I've had a bunch of your symptoms on a come and go basis that were originally thought to be cardiac but with a totally negative cardiac work-up.  They remain unexplained.  The leg swelling greater in one leg than the other has disappeared since I started on Prednisone for new inflammatory arthritis.  It might be thyroid related.  Nobody is committing yet.

You may want to investigate dysautonomia.  Some of your symptoms fit into the variety of conditions under that umbrella.  It's possible but probably not the most likely cause.  Still worth a look in your search.

I hope you can get this mystery unraveled soon so you can get back to feeling at least a little better.

Mary

Hi Cathy,

Welcome to the forum. My thoughts are to not stop taking the Enbrel for the spondylitus unless discussed w/your treating doctor. That could have serious consequences to you and your condition. Have you discussed these current symptoms w/your treating doctor? I do not know all of side affects of the med, but the doctor should.

The problems you describe above sound to me that you follow up with a cardiologist is in order especially considering the hypotension, and the abnormal stress test. The ED docs should have recommended this follow up.

Though imaging revealed a lesion, not all lesions are demyelinating lesions from MS Those problems along with the swelling are not consistent with MS, although sometimes MSers experience these as secondary problems to the disease. And, not all MS is typical.

Many conditions and diseases have overlapping symptoms. So, while some of what you describe is experienced by MSers, they are also experienced by armfuls of folks with differential diagnoses. That's why we all live here so happily on this forum - we are made up of those w/out dx, those w/MS, and those w/differential dx. We simply understand :)

Regardless of all the potentials here w/what you have going on, it's going to take a very thorough doctor to sort it all out. I hope the one you have is going to dig through this for you.
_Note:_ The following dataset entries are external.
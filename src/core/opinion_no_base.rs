//! # OpinionNoBase — Massas de Crença sem Taxa Base
//!
//! Representação fundamental de uma opinião em **Subjective Logic**: um vetor
//! de massas de crença `b ∈ F^N` sobre N hipóteses mutuamente exclusivas.
//! A **incerteza** não é armazenada; ela é o resíduo `u = 1 − Σbᵢ`.
//!
//! ## Por que "sem base"?
//!
//! Uma opinião completa `ω = (b, u, a)` carrega também a taxa base `a` (prior).
//! Aqui o prior fica de fora: os operadores que precisam dele (conflito,
//! harmonia, dedução, desconto) recebem a taxa base como argumento. A versão
//! com prior embutido é o [`Opinion`](super::Opinion), que compõe este tipo.
//!
//! ## Operadores Binários
//!
//! | Operador | Fórmula (resumida) | Caso degenerado |
//! |----------|--------------------|-----------------|
//! | `cum_fuse` | `(bᵢu' + b'ᵢu) / (u + u' − uu')` | média |
//! | `cum_unfuse` | `(bᵢu' − b'ᵢu) / (u' − u + uu')` | média |
//! | `average_fuse` | `(bᵢu' + b'ᵢu) / (u + u')` | média |
//! | `average_unfuse` | `(2bᵢu' − b'ᵢu) / (2u' − u)` | média |
//! | `bc_fuse` | `harmonyᵢ / (1 − conflict)` | distribuição neutra |
//! | `wb_fuse` | `(bᵢ(1−u)u' + b'ᵢ(1−u')u) / (u + u' − 2uu')` | média ou vácuo |
//! | `cc_fuse` | consenso + compromisso normalizado | vácuo |
//!
//! Todo operador tem uma forma pura (retorna cópia) e uma forma `_assign`
//! (modifica o receptor).
//!
//! ## Exemplo
//!
//! ```rust
//! use subjective_logic::core::OpinionNoBase;
//!
//! let sensor_a: OpinionNoBase<2> = OpinionNoBase::new_binomial(0.7, 0.1);
//! let sensor_b = OpinionNoBase::new_binomial(0.2, 0.3);
//!
//! // Fusão cumulativa: a incerteza sempre diminui
//! let fused = sensor_a.cum_fuse(&sensor_b);
//! assert!(fused.uncertainty() < sensor_a.uncertainty());
//! assert!((fused.belief() - 0.65).abs() < 1e-9);
//! ```

use std::array;
use std::fmt;

use serde::{Deserialize, Serialize};

use super::dirichlet::DirichletDistribution;
use super::float::{self, SlFloat};

/// Vetor de massas de crença sobre `N` hipóteses, incerteza implícita.
///
/// ## Invariante (verificada por [`is_valid`](Self::is_valid), nunca na construção)
///
/// - `bᵢ ≥ 0` para toda hipótese
/// - `Σbᵢ ≤ 1` (a incerteza `u = 1 − Σbᵢ` é não-negativa)
///
/// ## Igualdade
///
/// Duas opiniões são iguais quando `Σ|bᵢ − b'ᵢ| < ε`.
#[derive(Clone, Copy, Debug, Serialize, Deserialize)]
#[serde(bound(serialize = "F: Serialize", deserialize = "F: Deserialize<'de>"))]
pub struct OpinionNoBase<const N: usize, F = f64> {
    /// Massas de crença `bᵢ`, uma por hipótese.
    #[serde(with = "crate::core::fixed_array")]
    belief_masses: [F; N],
}

impl<const N: usize, F: SlFloat> Default for OpinionNoBase<N, F> {
    /// Opinião vácua: nenhuma crença, incerteza total.
    fn default() -> Self {
        Self::vacuous()
    }
}

impl<const N: usize, F: SlFloat> From<[F; N]> for OpinionNoBase<N, F> {
    fn from(belief_masses: [F; N]) -> Self {
        Self::new(belief_masses)
    }
}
I hope too we can help you map out some next steps.
Thanks for joining us!

-Shell

Did the doctor do a spinal tap to see about the protien in your spinal fluid. Sometimes it is so difficult to diagnose MS. So  many go undiagnosed which is sad. I was diagnosed with Devics Disease. Something like MS. but no lesions on the brain I do have three on my spine. Go get another opinion and keep searching. You seem to have some neuro difficulties and symptoms going on. I know it is hard when you don't feel right and Dr's keep thelling you there is nothing wrong, but it is your right to keep digging and getting medical care. Look up Devic's Syndrome that may be more of what your symptoms are pointing to.